--- Records for this task Enclosed Below ---

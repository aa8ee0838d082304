//! Error types for the CLI application.

use phenokg_batch::BatchError;
use phenokg_extractor::ExtractorError;
use std::path::PathBuf;
use thiserror::Error;

/// Result type alias for CLI operations.
pub type Result<T> = std::result::Result<T, CliError>;

/// CLI-specific errors.
#[derive(Debug, Error)]
pub enum CliError {
    /// Configuration error
    #[error("Configuration error: {0}")]
    Config(String),

    /// Input file or directory does not exist
    #[error("File not found: {}", .0.display())]
    NotFound(PathBuf),

    /// Record rejected for missing or invalid `id`/`name`
    #[error("{0}")]
    CriticalValidation(String),

    /// Extractor error
    #[error(transparent)]
    Extractor(ExtractorError),

    /// Batch error
    #[error("Batch error: {0}")]
    Batch(#[from] BatchError),

    /// I/O error
    #[error("I/O error: {0}")]
    Io(#[from] std::io::Error),

    /// Serialization error
    #[error("Serialization error: {0}")]
    Serialization(#[from] serde_json::Error),

    /// TOML parsing error
    #[error("TOML parsing error: {0}")]
    Toml(#[from] toml::de::Error),
}

impl From<ExtractorError> for CliError {
    fn from(e: ExtractorError) -> Self {
        if e.is_critical() {
            CliError::CriticalValidation(e.to_string())
        } else {
            CliError::Extractor(e)
        }
    }
}

impl CliError {
    /// Process exit code for this error
    ///
    /// 2 when an input does not exist, 3 when a record is critically
    /// invalid, 1 otherwise.
    pub fn exit_code(&self) -> i32 {
        match self {
            CliError::NotFound(_) | CliError::Batch(BatchError::InputNotFound(_)) => 2,
            CliError::CriticalValidation(_) => 3,
            _ => 1,
        }
    }
}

--- End of Enclosed Records for this task ---

An exact copy of every record is needed; write it out in full.

- _Exercise solution_:
repository aa8ee0838d082304
//! Error types for the CLI application.

use phenokg_batch::BatchError;
use phenokg_extractor::ExtractorError;
use std::path::PathBuf;
use thiserror::Error;

/// Result type alias for CLI operations.
pub type Result<T> = std::result::Result<T, CliError>;

/// CLI-specific errors.
#[derive(Debug, Error)]
pub enum CliError {
    /// Configuration error
    #[error("Configuration error: {0}")]
    Config(String),

    /// Input file or directory does not exist
    #[error("File not found: {}", .0.display())]
    NotFound(PathBuf),

    /// Record rejected for missing or invalid `id`/`name`
    #[error("{0}")]
    CriticalValidation(String),

    /// Extractor error
    #[error(transparent)]
    Extractor(ExtractorError),

    /// Batch error
    #[error("Batch error: {0}")]
    Batch(#[from] BatchError),

    /// I/O error
    #[error("I/O error: {0}")]
    Io(#[from] std::io::Error),

    /// Serialization error
    #[error("Serialization error: {0}")]
    Serialization(#[from] serde_json::Error),

    /// TOML parsing error
    #[error("TOML parsing error: {0}")]
    Toml(#[from] toml::de::Error),
}

impl From<ExtractorError> for CliError {
    fn from(e: ExtractorError) -> Self {
        if e.is_critical() {
            CliError::CriticalValidation(e.to_string())
        } else {
            CliError::Extractor(e)
        }
    }
}

impl CliError {
    /// Process exit code for this error
    ///
    /// 2 when an input does not exist, 3 when a record is critically
    /// invalid, 1 otherwise.
    pub fn exit_code(&self) -> i32 {
        match self {
            CliError::NotFound(_) | CliError::Batch(BatchError::InputNotFound(_)) => 2,
            CliError::CriticalValidation(_) => 3,
            _ => 1,
        }
    }
}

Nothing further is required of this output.